While these excesses were likely somewhat exaggerated by scandalized critics, they caused growing alarm among ecclesiastical leaders. Condemnation followed. The Feast of Fools was officially banned by the Council of Basel in 1435, the Pragmatic Sanction of Charles VII of France in 1438 and a letter from the University of Paris’s theology faculty in 1445.

But before those stuffy old bastards took the fun out of everything, it wasn’t all about priests and nuns throwing caution (and dignity) to the four winds. Everyone participated.

For example, you could …

  • Steal a pair of your master’s poulaines (possibly the most impractical shoe ever invented – the toes resembled string beans). Put them on and mince around the tilt yard – if you can. Let your wrist go limp and bat your eyelids. Then sidle up to Drago, the burly blacksmith and simper loudly, “Well, hell-O, Drogo, you handsome ‘ole thing, you! I feel so pretty today but we both know I’m only half the woman my master is!” Take two steps forward, get your feet tangled up in that ridiculous footwear and fall flat on your ass. The crowd will laugh just as hard as your master’s wife did when he wore them to the joust two weeks ago.
Medieval slaves to fashion, circa 1150. don’t drop those platters, guys!

Here are some other things you might do at the Feast:

  • Sit at the head of your master’s table and make HIM bring you the wine. Then smack the back of his head when he brings you the wrong vintage.
  • Indulge in some cross-dressing, or wear holy vestments turned inside-out (yes, the priests were aware of this practice – and a lot of them practiced)!
  • Don a nun’s habit and wimple and dance suggestively in front of the ugliest one in town, brandishing naughty trinkets and shouting, “I get more than you do!”
  • Wear silly or obscene masks. (Let’s face it: you can get away with a LOT more if no one knows who the hell you are.)
Kiss Knew This Song was public domain

And don’t forget to drink like a fish, pass out behind a tapestry (please don’t barf on it) and eat yourself into a stupor while gyrating sinuously on the dance floor and singing out of tune at th top of your voice. (Just don’t forget to tip the band – they remember things like this.)

“Chrispin Cobblepot! Put your dress down!”

Having said all that, the beauty part of all this silliness is …

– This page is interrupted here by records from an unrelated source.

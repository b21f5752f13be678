//! # Pickup Lottery
//!
//! Picks who fetches the drinks today. Every client computes the same winner on its own:
//! the seed depends only on the date and the set of participants, and the generator is
//! a fixed 32-bit algorithm.
//!
//! 1. Sort the names by UTF-16 code units and join them with `,`.
//! 2. Prefix the date as `{year}-{month0}-{day}`, month counted from 0, no separator.
//! 3. Hash with `h = h * 31 + unit` over the UTF-16 units, wrapping at `i32`.
//! 4. Seed [`Mulberry32`] with the hash and draw one float in `[0, 1)`.
//! 5. `index = floor(draw * len)` into the list **as passed in**, not the sorted one.
//!
//! Because of step 5 the winner depends on the caller's ordering even though the seed
//! does not. Clients must therefore pass participants in the same order, which
//! [`participants_for`] guarantees for a shared order list.

use crate::model::Order;
use chrono::{Datelike, NaiveDate};
use std::time::Duration;
use tracing::{debug, info};

/// Outcome of a draw.
#[derive(Debug, Clone, PartialEq, Eq)]
pub enum Draw {
    Winner {
        name: String,
        index: usize,
        seed: i32,
    },
    /// Fewer than two people ordered; nobody is drawn.
    NotEnoughParticipants { count: usize },
}

impl Draw {
    pub fn winner(&self) -> Option<&str> {
        match self {
            Draw::Winner { name, .. } => Some(name),
            Draw::NotEnoughParticipants { .. } => None,
        }
    }
}

/// Distinct customer names of the orders placed on `date`, in order of first appearance.
pub fn participants_for(orders: &[Order], date: NaiveDate) -> Vec<String> {
    let mut names: Vec<String> = Vec::new();
    for order in orders.iter().filter(|o| o.is_created_on(date)) {
        if !names.contains(&order.customer_name) {
            names.push(order.customer_name.clone());
        }
    }
    names
}

/// The string the seed is hashed from.
pub fn canonical_input(date: NaiveDate, participants: &[String]) -> String {
    let mut sorted: Vec<&str> = participants.iter().map(String::as_str).collect();
    sorted.sort_by(|a, b| a.encode_utf16().cmp(b.encode_utf16()));
    format!(
        "{}-{}-{}{}",
        date.year(),
        date.month0(),
        date.day(),
        sorted.join(",")
    )
}

fn rolling_hash(input: &str) -> i32 {
    input
        .encode_utf16()
        .fold(0i32, |hash, unit| hash.wrapping_mul(31).wrapping_add(i32::from(unit)))
}

/// Seed for `date` and this set of participants. Independent of their order.
pub fn daily_seed(date: NaiveDate, participants: &[String]) -> i32 {
    rolling_hash(&canonical_input(date, participants))
}

/// The mulberry32 generator: 32 bits of state, one add and a few multiply/xor-shifts per
/// draw.
#[derive(Debug, Clone)]
pub struct Mulberry32 {
    state: u32,
}

impl Mulberry32 {
    pub fn new(seed: i32) -> Self {
        Self { state: seed as u32 }
    }

    pub fn next_u32(&mut self) -> u32 {
        self.state = self.state.wrapping_add(0x6D2B_79F5);
        let mut t = self.state;
        t = (t ^ (t >> 15)).wrapping_mul(t | 1);
        t ^= t.wrapping_add((t ^ (t >> 7)).wrapping_mul(t | 61));
        t ^ (t >> 14)
    }

    /// Uniform in `[0, 1)`.
    pub fn next_f64(&mut self) -> f64 {
        f64::from(self.next_u32()) / 4_294_967_296.0
    }
}

/// Draws today's winner from `participants`.
pub fn draw(participants: &[String], date: NaiveDate) -> Draw {
    let count = participants.len();
    if count < 2 {
        debug!(count, "Not enough participants for a draw");
        return Draw::NotEnoughParticipants { count };
    }

    let seed = daily_seed(date, participants);
    let roll = Mulberry32::new(seed).next_f64();
    let index = ((roll * count as f64).floor() as usize).min(count - 1);
    debug!(seed, roll, index, "Lottery drawn");

    Draw::Winner {
        name: participants[index].clone(),
        index,
        seed,
    }
}

/// [`draw`] with a suspense pause before the result is handed back.
///
/// The winner is computed before the pause, so the delay can't influence it.
pub async fn reveal(participants: &[String], date: NaiveDate, delay: Duration) -> Draw {
    let result = draw(participants, date);
    tokio::time::sleep(delay).await;
    match &result {
        Draw::Winner { name, .. } => info!(winner = %name, "Lottery winner revealed"),
        Draw::NotEnoughParticipants { count } => info!(count, "No lottery today"),
    }
    result
}

#[cfg(test)]
mod tests {
    use super::*;
    use crate::model::{LocationId, OrderId, ProductId, ProfileId};

    fn date(y: i32, m: u32, d: u32) -> NaiveDate {
        NaiveDate::from_ymd_opt(y, m, d).unwrap()
    }

    fn names(list: &[&str]) -> Vec<String> {
        list.iter().map(|s| s.to_string()).collect()
    }

    fn order(id: u32, name: &str, day: u32) -> Order {
        Order {
            id: OrderId(id),
            customer_name: name.into(),
            user_id: ProfileId(id),
            product_id: ProductId(1),
            location_id: LocationId(1),
            created_at: date(2024, 1, day).and_hms_opt(15, 50, 0).unwrap(),
            collected: false,
            delivered: false,
        }
    }

    #[test]
    fn test_canonical_input_uses_zero_based_month() {
        assert_eq!(
            canonical_input(date(2024, 1, 4), &names(&["Bo", "Ana"])),
            "2024-0-4Ana,Bo"
        );
        assert_eq!(
            canonical_input(date(2025, 12, 31), &names(&["Cas"])),
            "2025-11-31Cas"
        );
    }

    #[test]
    fn test_seed_is_pinned() {
        assert_eq!(daily_seed(date(2024, 1, 4), &names(&["Ana", "Bo"])), -918_178_961);
        assert_eq!(daily_seed(date(2024, 1, 5), &names(&["Ana", "Bo"])), -30_675_280);
        assert_eq!(daily_seed(date(2024, 1, 6), &names(&["Ana", "Bo"])), 856_828_401);
        assert_eq!(
            daily_seed(date(2025, 6, 12), &names(&["Ana", "Bo", "Cas", "Dirk"])),
            -1_200_018_185
        );
    }

    #[test]
    fn test_seed_ignores_participant_order() {
        let day = date(2024, 1, 4);
        assert_eq!(
            daily_seed(day, &names(&["Cas", "Ana", "Bo"])),
            daily_seed(day, &names(&["Bo", "Cas", "Ana"]))
        );
        assert_eq!(daily_seed(day, &names(&["Ana", "Bo", "Cas"])), 2_137_353_208);
    }

    #[test]
    fn test_sort_uses_utf16_units() {
        // 'Z' (0x5A) < 'Å' (0xC5): code-unit order, not alphabetical.
        let day = date(2024, 1, 4);
        let participants = names(&["Zoë", "Åsa", "Bo"]);
        assert_eq!(canonical_input(day, &participants), "2024-0-4Bo,Zoë,Åsa");
        assert_eq!(daily_seed(day, &participants), 1_532_168_232);
    }

    #[test]
    fn test_generator_first_draw() {
        let roll = Mulberry32::new(-918_178_961).next_f64();
        assert!((roll - 0.336_078_953_696_414_83).abs() < 1e-15);
    }

    #[test]
    fn test_pinned_winners() {
        let ana_bo = names(&["Ana", "Bo"]);
        assert_eq!(
            draw(&ana_bo, date(2024, 1, 4)),
            Draw::Winner {
                name: "Ana".into(),
                index: 0,
                seed: -918_178_961
            }
        );
        assert_eq!(draw(&ana_bo, date(2024, 1, 5)).winner(), Some("Ana"));
        assert_eq!(draw(&ana_bo, date(2024, 1, 6)).winner(), Some("Bo"));
        assert_eq!(
            draw(&names(&["Ana", "Bo", "Cas"]), date(2024, 1, 4)).winner(),
            Some("Bo")
        );
        assert_eq!(
            draw(&names(&["Ana", "Bo", "Cas", "Dirk"]), date(2025, 6, 12)).winner(),
            Some("Ana")
        );
    }

    #[test]
    fn test_index_follows_caller_order() {
        // Same seed, same index, but the list as passed in decides who that is.
        let day = date(2024, 1, 4);
        assert_eq!(draw(&names(&["Ana", "Bo"]), day).winner(), Some("Ana"));
        assert_eq!(draw(&names(&["Bo", "Ana"]), day).winner(), Some("Bo"));
    }

    #[test]
    fn test_draw_is_repeatable() {
        let participants = names(&["Ana", "Bo", "Cas"]);
        let first = draw(&participants, date(2024, 3, 14));
        for _ in 0..10 {
            assert_eq!(draw(&participants, date(2024, 3, 14)), first);
        }
    }

    #[test]
    fn test_fewer_than_two_participants() {
        let day = date(2024, 1, 4);
        assert_eq!(draw(&[], day), Draw::NotEnoughParticipants { count: 0 });
        assert_eq!(
            draw(&names(&["Ana"]), day),
            Draw::NotEnoughParticipants { count: 1 }
        );
        assert_eq!(draw(&names(&["Ana"]), day).winner(), None);
    }

    #[test]
    fn test_participants_are_distinct_names_from_that_day() {
        let orders = vec![
            order(4, "Cas", 5),
            order(3, "Bo", 4),
            order(2, "Ana", 4),
            order(1, "Bo", 4),
        ];
        assert_eq!(
            participants_for(&orders, date(2024, 1, 4)),
            names(&["Bo", "Ana"])
        );
    }

    #[tokio::test(start_paused = true)]
    async fn test_reveal_waits_without_changing_the_winner() {
        let participants = names(&["Ana", "Bo"]);
        let start = tokio::time::Instant::now();

        let revealed = reveal(&participants, date(2024, 1, 4), Duration::from_millis(1500)).await;

        assert!(start.elapsed() >= Duration::from_millis(1500));
        assert_eq!(revealed, draw(&participants, date(2024, 1, 4)));
    }
}
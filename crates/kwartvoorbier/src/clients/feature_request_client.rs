//! # Feature Request Client
use crate::feature_request_actor::{FeatureRequestAction, FeatureRequestError};
use crate::model::{
    FeatureRequest, FeatureRequestCreate, FeatureRequestId, FeatureRequestUpdate, FeatureStatus,
};
use async_trait::async_trait;
use table_actor::{FrameworkError, TableAccess, TableClient};
use tracing::{debug, instrument};

/// Client for interacting with the FeatureRequest table.
#[derive(Clone)]
pub struct FeatureRequestClient {
    inner: TableClient<FeatureRequest>,
}

impl FeatureRequestClient {
    pub fn new(inner: TableClient<FeatureRequest>) -> Self {
        Self { inner }
    }
}

#[async_trait]
impl TableAccess<FeatureRequest> for FeatureRequestClient {
    type Error = FeatureRequestError;

    fn inner(&self) -> &TableClient<FeatureRequest> {
        &self.inner
    }

    fn map_error(e: FrameworkError) -> Self::Error {
        match e.downcast_row::<FeatureRequestError>() {
            Ok(row) => row,
            Err(FrameworkError::NotFound(id)) => FeatureRequestError::NotFound(id),
            Err(other) => FeatureRequestError::ActorCommunicationError(other.to_string()),
        }
    }
}

impl FeatureRequestClient {
    #[instrument(skip(self))]
    pub async fn create_request(
        &self,
        params: FeatureRequestCreate,
    ) -> Result<FeatureRequestId, FeatureRequestError> {
        debug!("Sending request");
        self.inner.create(params).await.map_err(Self::map_error)
    }

    #[instrument(skip(self))]
    pub async fn set_status(
        &self,
        id: FeatureRequestId,
        status: FeatureStatus,
    ) -> Result<FeatureRequest, FeatureRequestError> {
        let update = FeatureRequestUpdate {
            status: Some(status),
            ..Default::default()
        };
        self.inner.update(id, update).await.map_err(Self::map_error)
    }

    /// Moves the request one column to the right and returns its new status.
    #[instrument(skip(self))]
    pub async fn advance(&self, id: FeatureRequestId) -> Result<FeatureStatus, FeatureRequestError> {
        self.inner
            .perform_action(id, FeatureRequestAction::Advance)
            .await
            .map_err(Self::map_error)
    }
}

No punishment for ANY of it! (I swear on this flute of champagne I’m holding.)

Dig it:

  • No execution. (You get to keep your bowels and your John Thomas.)
  • You don’t get tossed into the town cesspit.
  • In the stocks? Time served! No more getting smacked in the puss with rotten veggies!
  • And no one gets spanked for anything — unless they ask nicely (and even then, it’s only with a slightly damp carrot. No harm, no foul.)
Now look what you’ve done, you’ve scared the kitty!

But all raucous things must come to an end. The following day, battling no sleep, killer hangovers and mumbling questions like, “What’s your name again?” as you fall out of bed, it was back to cleaning privies, bowing and scraping to your master and wearing your own damn clothes (and shoes, thank the gods).

So tonight on New Year’s Eve 2025, remember: if you best friend tells everybody tomorrow morning about all the really stupid things you did tonight after too much tippling and face-planting, console yourself with the thought that you were just carrying on a time-honored medieval tradition (and someone, somewhere, probably got smacked with a slightly damp carrot).

I wish for all my readers – a 2026 that’s WAY better than f#cking 2025. Happy New Year!

Now go misbehave. Raise a glass for me.

And smack your boss with a soggy carrot.


*”Gesælige niwe gear” is Anglo Saxon for “Happy New Year”, not “Hold my beer”.